This post was written by Maggie Mahar and Niko Karvounis
Despite all of the talk about medical errors and patient safety, almost no one likes to talk about diagnostic errors. Yet doctors misdiagnose patients more often than we would like to think. Sometimes they diagnose patients with illnesses they don’t have. Other times, the true condition is missed. All in all, diagnostic errors account for 17 percent of adverse events in hospitals according to the “Harvard Medical Practice Study,” a landmark study that looks at medical errors.
Traditionally, these errors have not received much attention from researchers or the public. This is understandable. Thinking about missed diagnosis and wrong diagnosis makes everyone—patients as well as doctors—queasy. Especially because there is no obvious solution. But this past weekend the American Medical Informatics Association (AMIA) made a brave effort to spotlight the problem, holding its first-ever “Diagnostic Error in Medicine” conference.
Hats off to Bob Wachter, Associate Chairman of the Department of Medicine at the University of California, San Francisco, and the keynote speaker at the conference. On Monday, Wachter shared some thoughts on diagnostic errors through his blog, “Wachter’s World.”
Wachter begins by pointing out that a misdiagnosis lacks the concentrated shock value that is needed to grab the public imagination. Diagnostic mistakes “often have complex causal pathways, take time to play out, and may not kill for hours [i.e., if a doctor misses myocardial infarction in a patient], days (missed meningitis) or even years (missed cancers).” In short, to understand diagnostic errors you need to pay attention for a longer period of time—not something that’s easy to do in today’s sound-bite driven culture.

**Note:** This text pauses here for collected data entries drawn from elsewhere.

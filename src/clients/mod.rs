//! HTTP client types for Omise API communication.
//!
//! This module provides the foundational HTTP client layer for making
//! authenticated requests to the Omise API and vault. It handles
//! request/response processing and Omise error payload parsing.
//!
//! # Overview
//!
//! The main types in this module are:
//!
//! - [`HttpClient`]: The async HTTP client bound to one host and credential
//! - [`HttpRequest`]: A request to be sent to the API
//! - [`HttpResponse`]: A parsed response from the API
//! - [`HttpMethod`]: Supported HTTP methods (GET, POST, PATCH, DELETE)
//! - [`rest::RestClient`]: Higher-level client routing requests to the API or vault
//! - [`rest::RestError`]: REST-specific error types
//!
//! # Example
//!
//! ```rust,ignore
//! use omise_api::{OmiseConfig, SecretKey};
//! use omise_api::clients::{HttpClient, HttpRequest, HttpMethod};
//!
//! let config = OmiseConfig::builder()
//!     .secret_key(SecretKey::new("skey_test_123")?)
//!     .build()?;
//!
//! let client = HttpClient::new(config.api_host(), config.secret_key().as_ref(), &config)?;
//!
//! let request = HttpRequest::builder(HttpMethod::Get, "/account")
//!     .build()
//!     .unwrap();
//!
//! let response = client.request(request).await?;
//! ```
//!
//! # Retry Behavior
//!
//! The client never retries. A failed call surfaces its error immediately.

mod errors;
mod http_client;
mod http_request;
mod http_response;
pub mod rest;

pub use errors::{ApiError, HttpError, InvalidHttpRequestError};
pub use http_client::{HttpClient, API_VERSION_HEADER, SDK_VERSION};
pub use http_request::{HttpMethod, HttpRequest, HttpRequestBuilder};
pub use http_response::HttpResponse;

// Re-export REST client types at the clients module level
pub use rest::{Host, RestClient, RestError};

Diagnostic errors just aren’t media friendly. When someone is prescribed the wrong medication and they die, the sequence of events is usually rapid enough that the story can be told soon after the tragedy occurs. But the consequences of a mistaken diagnosis are too diffuse to make a nice, punchy story. As Wachter puts it: “They don’t pack the same visceral wallop as wrong-site surgery.”